Chi come noi da anni si occupa di strumenti finanziari “avariati” (vd. derivati, mutui e leasing usurari, anatocismo su conti correnti, etc. – ad es. si consulti. il mio ultimo intervento su Soldi-online: http://www.soldionline.it/guide/diritti-investitore/i-concetti-di-anatocismo-e-usura) sa fino troppo bene che concetti come usura, truffa, se non addirittura estorsione non sono -ahimè!- esclusivo appannaggio di loschi individui e/o associazioni criminali ai margini della società.

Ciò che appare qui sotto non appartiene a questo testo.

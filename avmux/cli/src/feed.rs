/*!
    Chunked feeding of input files into a muxer.
*/

use std::fs::File;
use std::io::{BufWriter, Read, Write};
use std::path::Path;

use anyhow::{Context, Result, bail};

use avmux_ffmpeg::{FfmpegDemuxer, FfmpegWriter};
use avmux_sink::{AvMuxer, ContainerFormat, MuxerConfig, Rational, SingleStreamMuxer, TracingLogger};

#[derive(Debug, Clone)]
pub struct FeedOptions {
    pub format: ContainerFormat,
    pub framerate: Rational,
    pub chunk_size: usize,
}

/**
    An input file read in fixed-size chunks until it runs dry.
*/
struct ChunkedInput {
    file: File,
    buffer: Vec<u8>,
    done: bool,
}

impl ChunkedInput {
    fn open(path: &Path, chunk_size: usize) -> Result<Self> {
        let file =
            File::open(path).with_context(|| format!("failed to open {}", path.display()))?;
        Ok(Self {
            file,
            buffer: vec![0; chunk_size],
            done: false,
        })
    }

    /**
        Read the next chunk, returning `None` at end of file.
    */
    fn next_chunk(&mut self) -> Result<Option<&[u8]>> {
        if self.done {
            return Ok(None);
        }
        let mut filled = 0;
        while filled < self.buffer.len() {
            match self.file.read(&mut self.buffer[filled..])? {
                0 => {
                    self.done = true;
                    break;
                }
                n => filled += n,
            }
        }
        Ok((filled > 0).then(|| &self.buffer[..filled]))
    }
}

/**
    Mux a video and an audio file, alternating chunks between them.

    Returns the number of container bytes written.
*/
pub fn mux_video_audio(
    video: &Path,
    audio: &Path,
    output: &Path,
    options: &FeedOptions,
) -> Result<u64> {
    let config = MuxerConfig::new(options.format)
        .with_video(options.framerate)
        .with_audio();
    let writer = FfmpegWriter::new(options.format)?;
    let mut muxer = AvMuxer::with_logger(
        config,
        writer,
        [FfmpegDemuxer::new(), FfmpegDemuxer::new()],
        TracingLogger,
    )?;

    let mut video = ChunkedInput::open(video, options.chunk_size)?;
    let mut audio = ChunkedInput::open(audio, options.chunk_size)?;
    let mut out = OutputFile::create(output)?;

    while !(video.done && audio.done) {
        if let Some(chunk) = video.next_chunk()? {
            if muxer.mux_video(chunk)? {
                out.write(&muxer.take_output())?;
            }
        }
        if let Some(chunk) = audio.next_chunk()? {
            if muxer.mux_audio(chunk)? {
                out.write(&muxer.take_output())?;
            }
        }
        if muxer.flush()? {
            out.write(&muxer.take_output())?;
        }
    }

    if !muxer.end_of_input()? {
        bail!("no container written: not every input stream could be identified");
    }
    out.write(&muxer.finish()?)?;
    out.close()
}

/**
    Mux a video file on its own.

    Returns the number of container bytes written.
*/
pub fn mux_video(video: &Path, output: &Path, options: &FeedOptions) -> Result<u64> {
    let config = MuxerConfig::new(options.format).with_video(options.framerate);
    let writer = FfmpegWriter::new(options.format)?;
    let mut muxer =
        SingleStreamMuxer::with_logger(config, writer, [FfmpegDemuxer::new()], TracingLogger)?;

    let mut video = ChunkedInput::open(video, options.chunk_size)?;
    let mut out = OutputFile::create(output)?;

    while let Some(chunk) = video.next_chunk()? {
        if muxer.mux(0, chunk)? {
            out.write(&muxer.take_output())?;
        }
    }

    if !muxer.end_of_input()? {
        bail!("no container written: not every input stream could be identified");
    }
    out.write(&muxer.finish()?)?;
    out.close()
}

struct OutputFile {
    writer: BufWriter<File>,
    written: u64,
}

impl OutputFile {
    fn create(path: &Path) -> Result<Self> {
        let file =
            File::create(path).with_context(|| format!("failed to create {}", path.display()))?;
        Ok(Self {
            writer: BufWriter::new(file),
            written: 0,
        })
    }

    fn write(&mut self, bytes: &[u8]) -> Result<()> {
        self.writer.write_all(bytes)?;
        self.written += bytes.len() as u64;
        Ok(())
    }

    fn close(mut self) -> Result<u64> {
        self.writer.flush()?;
        Ok(self.written)
    }
}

Al contrario figure istituzionali - e ben più “rassicuranti”- come Direttori di filiali bancarie, Responsabili Corporate di grandi gruppi bancari e i vertici stessi delle Banche, tanto calorosamente difese dal dott. Abete, sono spessissimo alla ribalta della cronaca giudiziaria in processi civili e penali a loro carico, nei quali molti di noi (il sottoscritto compreso) sono consulenti di parte delle Aziende (CTP) se non periti di tribunale (CTU)  o consulenti tecnici degli organi inquirenti (Pubblici Ministeri).
Sulle ragioni della crisi, quindi, se qualcosa è da imputare ai consulenti finanziari indipendenti non è tanto “l’allarmismo” o il “catastrofismo”, bensì, semmai, la frammentazione degli stessi in troppe “parrocchie” (passatemi il termine!) che finisce di fare il gioco proprio delle banche.